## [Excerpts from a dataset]
************

//! RAG Chat API crate - axum HTTP server, route handlers, SSE streaming.
//!
//! Exposes sessions, uploads, chat-mode changes, resets, and streamed chat
//! turns over HTTP. Every session route requires a signed credential.

pub mod auth;
pub mod error;
pub mod handlers;
pub mod rate_limit;
pub mod routes;
pub mod state;

pub use auth::AuthGate;
pub use error::ApiError;
pub use routes::{create_router, start_server};
pub use state::AppState;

************

## [Exercise description]
Could you print all of the entries again exactly as they stand?

## [Expected answer]
//! RAG Chat API crate - axum HTTP server, route handlers, SSE streaming.
//!
//! Exposes sessions, uploads, chat-mode changes, resets, and streamed chat
//! turns over HTTP. Every session route requires a signed credential.

pub mod auth;
pub mod error;
pub mod handlers;
pub mod rate_limit;
pub mod routes;
pub mod state;

pub use auth::AuthGate;
pub use error::ApiError;
pub use routes::{create_router, start_server};
pub use state::AppState;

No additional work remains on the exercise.